Development of a low cost Friction Stir Welding Monitoring System
Kathryn Beamish, Andy Ezeilo and Simon Smith
TWI Ltd, Granta Park Great Abington, Cambridge, CB21 6AL, UK
Applied Measurements Ltd UK
Sigmapi Systems Ltd UK
Paper presented at 6th International Symposium, Friction Stir Welding, Saint-Sauveur, Canada, 10-13 Oct.2006.

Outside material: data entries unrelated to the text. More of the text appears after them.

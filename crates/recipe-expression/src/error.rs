//! Expression errors with caret-annotated messages.

use std::fmt::Write;

/// A single problem found in an expression.
///
/// `pos` is a character offset into the expression text. Some problems
/// (division by zero, unparseable dates) are not tied to a position.
#[derive(Debug, Clone, PartialEq, Eq)]
pub struct Diagnostic {
    pub message: String,
    pub pos: Option<usize>,
}

impl Diagnostic {
    pub fn at(message: impl Into<String>, pos: usize) -> Self {
        Self {
            message: message.into(),
            pos: Some(pos),
        }
    }

    pub fn unplaced(message: impl Into<String>) -> Self {
        Self {
            message: message.into(),
            pos: None,
        }
    }
}

/// Errors produced while parsing or validating an expression.
#[derive(Debug, Clone, PartialEq, Eq, thiserror::Error)]
pub enum ExpressionError {
    /// The text could not be tokenized or parsed.
    #[error("{}", render_diagnostics(.text, std::slice::from_ref(.diagnostic)))]
    Syntax { text: String, diagnostic: Diagnostic },

    /// The expression parsed but failed validation. All problems are kept.
    #[error("{}", render_diagnostics(.text, .errors))]
    Invalid {
        text: String,
        errors: Vec<Diagnostic>,
    },

    /// The expression folded down to a literal, which can not be labeled.
    #[error("Must return an expression, not a constant value")]
    ConstantValue,
}

impl ExpressionError {
    /// All diagnostics carried by this error.
    pub fn diagnostics(&self) -> Vec<Diagnostic> {
        match self {
            Self::Syntax { diagnostic, .. } => vec![diagnostic.clone()],
            Self::Invalid { errors, .. } => errors.clone(),
            Self::ConstantValue => vec![Diagnostic::unplaced(self.to_string())],
        }
    }
}

pub type Result<T> = std::result::Result<T, ExpressionError>;

/// Render diagnostics as
///
/// ```text
/// message
///
/// source text
///    ^
/// ```
///
/// one block after another. Unplaced diagnostics are just the message.
pub fn render_diagnostics(text: &str, diagnostics: &[Diagnostic]) -> String {
    let mut out = String::new();
    for d in diagnostics {
        match d.pos {
            Some(pos) => {
                let _ = write!(out, "{}\n\n{}\n{}^\n", d.message, text, " ".repeat(pos));
            }
            None => {
                let _ = writeln!(out, "{}", d.message);
            }
        }
    }
    out.trim_end().to_string()
}

#[cfg(test)]
mod tests {
    use super::*;
    use pretty_assertions::assert_eq;

    #[test]
    fn renders_caret_under_position() {
        let err = ExpressionError::Invalid {
            text: "[scores] + -1.0".into(),
            errors: vec![
                Diagnostic::at("scores is not a valid column name", 1),
                Diagnostic::at("unknown_col and num can not be added together", 1),
            ],
        };
        assert_eq!(
            err.to_string(),
            "scores is not a valid column name\n\n[scores] + -1.0\n ^\n\
             unknown_col and num can not be added together\n\n[scores] + -1.0\n ^"
        );
    }

    #[test]
    fn unplaced_is_message_only() {
        let err = ExpressionError::Invalid {
            text: "[score] / 0".into(),
            errors: vec![Diagnostic::unplaced(
                "When dividing, the denominator can not be zero",
            )],
        };
        assert_eq!(
            err.to_string(),
            "When dividing, the denominator can not be zero"
        );
    }
}
//! Query result caching.

use std::time::Duration;

use recipe_core::Value;
use serde::{Deserialize, Serialize};
use sha2::{Digest, Sha256};

use crate::ttl::TtlCache;

/// Prefix of every query cache key.
pub const CACHE_KEY_PREFIX: &str = "recipe:cache:";

/// Rows produced by a statement, as stored in a [`QueryCache`].
#[derive(Debug, Clone, PartialEq, Serialize, Deserialize)]
pub struct CachedResult {
    pub columns: Vec<String>,
    pub rows: Vec<Vec<Value>>,
}

/// A store for query results.
pub trait QueryCache: Send + Sync {
    fn get(&self, key: &str) -> Option<CachedResult>;
    fn set(&self, key: &str, result: CachedResult);
    fn remove(&self, key: &str);
}

/// Keeps results in process memory until they expire.
#[derive(Debug)]
pub struct MemoryBackend {
    entries: TtlCache<String, CachedResult>,
}

impl MemoryBackend {
    pub fn new(expiration: Duration) -> Self {
        Self {
            entries: TtlCache::fixed(expiration),
        }
    }
}

impl QueryCache for MemoryBackend {
    fn get(&self, key: &str) -> Option<CachedResult> {
        self.entries.get(key)
    }

    fn set(&self, key: &str, result: CachedResult) {
        self.entries.insert(key.to_string(), result);
    }

    fn remove(&self, key: &str) {
        self.entries.remove(key);
    }
}

/// Cache key for a statement and its bound parameters.
///
/// Parameters are hashed in position order, each tagged with its index, so
/// the same values bound to different placeholders give different keys.
pub fn query_cache_key(sql: &str, params: &[Value]) -> String {
    let mut h = Sha256::new();
    h.update(sql.as_bytes());
    for (i, param) in params.iter().enumerate() {
        h.update([0u8]);
        h.update(format!("{}={}", i + 1, tagged(param)).as_bytes());
    }
    format!("{CACHE_KEY_PREFIX}{:x}", h.finalize())
}

fn tagged(value: &Value) -> String {
    match value {
        Value::Null => "null".into(),
        Value::Integer(n) => format!("i:{n}"),
        Value::Real(f) => format!("r:{f}"),
        Value::Text(s) => format!("t:{s}"),
    }
}

#[cfg(test)]
mod tests {
    use std::thread;

    use pretty_assertions::assert_eq;

    use super::*;

    fn result() -> CachedResult {
        CachedResult {
            columns: vec!["state".into()],
            rows: vec![vec![Value::from("Vermont")]],
        }
    }

    #[test]
    fn keys_depend_on_sql_and_params() {
        let key = query_cache_key("SELECT 1", &[]);
        assert!(key.starts_with("recipe:cache:"));
        assert_eq!(key, query_cache_key("SELECT 1", &[]));
        assert!(key != query_cache_key("SELECT 2", &[]));

        let one = query_cache_key("SELECT ?", &[Value::Integer(1)]);
        assert!(one != query_cache_key("SELECT ?", &[Value::from("1")]));
        assert!(
            query_cache_key("SELECT ?, ?", &[Value::Integer(1), Value::Integer(2)])
                != query_cache_key("SELECT ?, ?", &[Value::Integer(2), Value::Integer(1)])
        );
    }

    #[test]
    fn memory_backend_stores_and_forgets() {
        let cache = MemoryBackend::new(Duration::from_secs(60));
        assert_eq!(cache.get("k"), None);
        cache.set("k", result());
        assert_eq!(cache.get("k"), Some(result()));
        cache.remove("k");
        assert_eq!(cache.get("k"), None);
    }

    #[test]
    fn memory_backend_expires() {
        let cache = MemoryBackend::new(Duration::from_millis(20));
        cache.set("k", result());
        thread::sleep(Duration::from_millis(40));
        assert_eq!(cache.get("k"), None);
    }
}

Industrial take up of friction stir welding has been limited to a few industry sectors that have sufficient capital to invest in the high facility and technology costs. The need for purpose built FSW machines, can make it difficult for product manufacturers to justify implementation of the technology. An alternative approach is to adapt milling machines. However, standard milling machines lack the process monitoring capabilities required to ensure high quality friction stir welded joints. LOSTIR, a project part funded by the European Commission, has developed a low cost FSW monitoring system that can be retro fitted to milling machines to facilitate their application to FSW.
The LOSTIR device consists of 4 components; a general purpose FSW tool; a tool holding system; a weld monitoring system; and a display software system. It is targeted at those wishing to join 2-8mm thickness aluminium alloys. The device specification is based on existing process information and current FSW machine specifications. To gain maximum benefit from such a system, there is a need to link process parameters, rotational speed, downforce, torque etc. and the quality performance of the welded joint. As such the system development has been supported by a programme of materials property determination and the appropriate use of advanced modelling techniques.
This paper describes the development of the LOSTIR device and a review of its key features and capabilities.
Friction Stir Welding (FSW) has significant advantages over other joining techniques including good mechanical properties, low distortion, and an ability to weld some materials that cannot be welded by other methods. The development and take up of FSW over the last decade has been significant. Most current uses involve the joining of Al alloys, for applications including: airframes and aircraft components, ship decking and structures, rail carriages, automotive components, bridge components, pressure vessels, and space launch systems. In addition to Al components, development of FSW has recently been reported for the joining of magnesium, copper, steels, and titanium alloys (1-3).
However, small businesses wishing to introduce FSW are faced with large set-up costs as equipment costs for new purpose built FSW machines are significant and as such the application of FSW is currently limited to industry sectors where investment in the technology has been supported. It is well known that standard milling machines can perform FSW operations. However there is a lot of uncertainty regarding the quality of the joints produced as there is little correlation between the milling machine parameters (torque, forces, feeds etc) and the quality of the joint (defects, heat affected zone, residual stresses, distortions etc.). For example, Fig. 1 shows the possible effect of a low down-force on the FSW tool on the work-piece resulting in a flaw beneath the weld surface. This highlights the need to know these forces during the joining process.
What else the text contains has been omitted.